Lo smart working se non è proposto nelle migliori condizioni può generare differenze tra cittadini di serie A e serie B. Tra uomini e donne per esempio con il cosidetto gender gap per cui la donna rischia di essere maggiormente penalizzata nell’ambito della gestione dei tempi del lavoro e della famiglia. Tra cittadini che non hanno uguale accesso infrastutturale: si parla in questo caso di digital divide determinato dal fatto che i territori non sono serviti ugualmente dalla banda larga impedendo, di fatto, a quegli abitanti di accedere allo strumento in questione.

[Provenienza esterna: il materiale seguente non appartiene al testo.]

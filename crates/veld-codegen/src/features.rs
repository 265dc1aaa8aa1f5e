//! Runtime-feature tracking.
//!
//! Records which runtime capabilities the program actually uses so
//! helper emission and the static/dynamic container decision can be
//! exact: minimal programs emit no helpers and link nothing.

use rustc_hash::FxHashSet;

/// A runtime capability the generated program depends on.
#[derive(Debug, Clone, Copy, PartialEq, Eq, Hash)]
pub enum Capability {
    /// Raw byte output (write syscall or WriteFile).
    PrintStr,
    /// Decimal formatting of float values, plus its scratch buffer.
    PrintNum,
    /// The external thread runtime backing the parallel loop form.
    ParallelMap,
}

/// The set of capabilities observed during codegen.
#[derive(Debug, Default)]
pub struct FeatureTracker {
    used: FxHashSet<Capability>,
    /// Call order of imported functions; determines symbol indices.
    imported_funcs: Vec<String>,
}

impl FeatureTracker {
    pub fn new() -> Self {
        Self::default()
    }

    pub fn record(&mut self, cap: Capability) {
        self.used.insert(cap);
    }

    pub fn uses(&self, cap: Capability) -> bool {
        self.used.contains(&cap)
    }

    /// Record a call to an externally-defined function. First-call
    /// order is preserved; repeated calls do not duplicate.
    pub fn record_import(&mut self, name: &str) {
        if !self.imported_funcs.iter().any(|f| f == name) {
            self.imported_funcs.push(name.to_string());
        }
    }

    pub fn imported_funcs(&self) -> &[String] {
        &self.imported_funcs
    }

    /// True when the output needs dynamic-linking metadata. Each
    /// codegen pass builds a fresh tracker, so the two-pass protocol
    /// observes an identical world without explicit resets.
    pub fn needs_dynamic(&self) -> bool {
        !self.imported_funcs.is_empty() || self.uses(Capability::ParallelMap)
    }
}

#[cfg(test)]
mod tests {
    use super::*;

    #[test]
    fn test_minimal_program_needs_nothing() {
        let t = FeatureTracker::new();
        assert!(!t.needs_dynamic());
        assert!(!t.uses(Capability::PrintStr));
    }

    #[test]
    fn test_import_order_is_first_call_order() {
        let mut t = FeatureTracker::new();
        t.record_import("sin");
        t.record_import("cos");
        t.record_import("sin");
        assert_eq!(t.imported_funcs(), ["sin", "cos"]);
        assert!(t.needs_dynamic());
    }

    #[test]
    fn test_parallel_map_forces_dynamic() {
        let mut t = FeatureTracker::new();
        t.record(Capability::ParallelMap);
        assert!(t.needs_dynamic());
    }
}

“Ma esiste anche quello che potrebbe essere definito ability gap, ovvero la non accessibilità delle piattaforme informatiche e telematiche da parte delle persone portatrici di diverse disabilità – aggiunge CAstaldo – Purtroppo, ancora oggi, dopo innumerevoli disposizioni legislative, buona parte dei siti Web e dei relativi servizi telematici non risultano completamente fruibili da tutti allo stesso modo. Pensiamo agli ipovedenti oppure a coloro che hanno difficoltà ad utilizzare i sistemi di puntamento convenzionali. Per queste persone, lavorare da casa, potrebbe essere una grande occasione di integrazione professionale se ci fosse la corretta sensibilità e filosofia nella progettazione degli strumenti informatici, senza dimenticare comunque l’importanza della integrazione e dell’interazione con gli altri soggetti che compongono la società attiva e produttiva del Paese”.

“C’è ancora molta strada da percorrere per trasformare l’home working in smart working e digitalizzare non significa semplicemente trasformare il dato analogico in digitale, bensì pensare ed ingegnerizzare soluzioni e piattaforme informatiche per fornire servizi a tutti i cittadini che siano di facile utilizzo, indipendentemente dall’età, dalle condizioni fisiche e che non siano rivolte unicamente ai nativi digitali” conclude Castaldo.

Nuove opportunità potrebbero arrivare dal PNRR (Piano Nazionale di Ripresa e Resilienza) che ha indirizzato nuove risorse per garantire la trasformazione digitale delle pubbliche amministrazioni, coinvolgendo tutti i settori della PA: enti locali, enti statali, sanità. Questo è emerso nel confronto tra enti, politica e sindacato di ieri e che ha avuto tra i relatori: Gianni Dominici, direttore generale Forum PA; Alessandro Berruti, direttore INCA CGIL Asti;  Flavio Boraso, direttore generale ASL AT; Sergio Fossati, direttore ITL Asti – Alessandria; Fiorenzo Prato, direttore INPS Asti; l’On. Federico Fornaro, capogruppo LEU Camera dei Deputati; l’On. Riccardo Molinari, capogruppo Lega Camera dei Deputati; Serena Sorrentino, Segretaria Generale FP CGIL.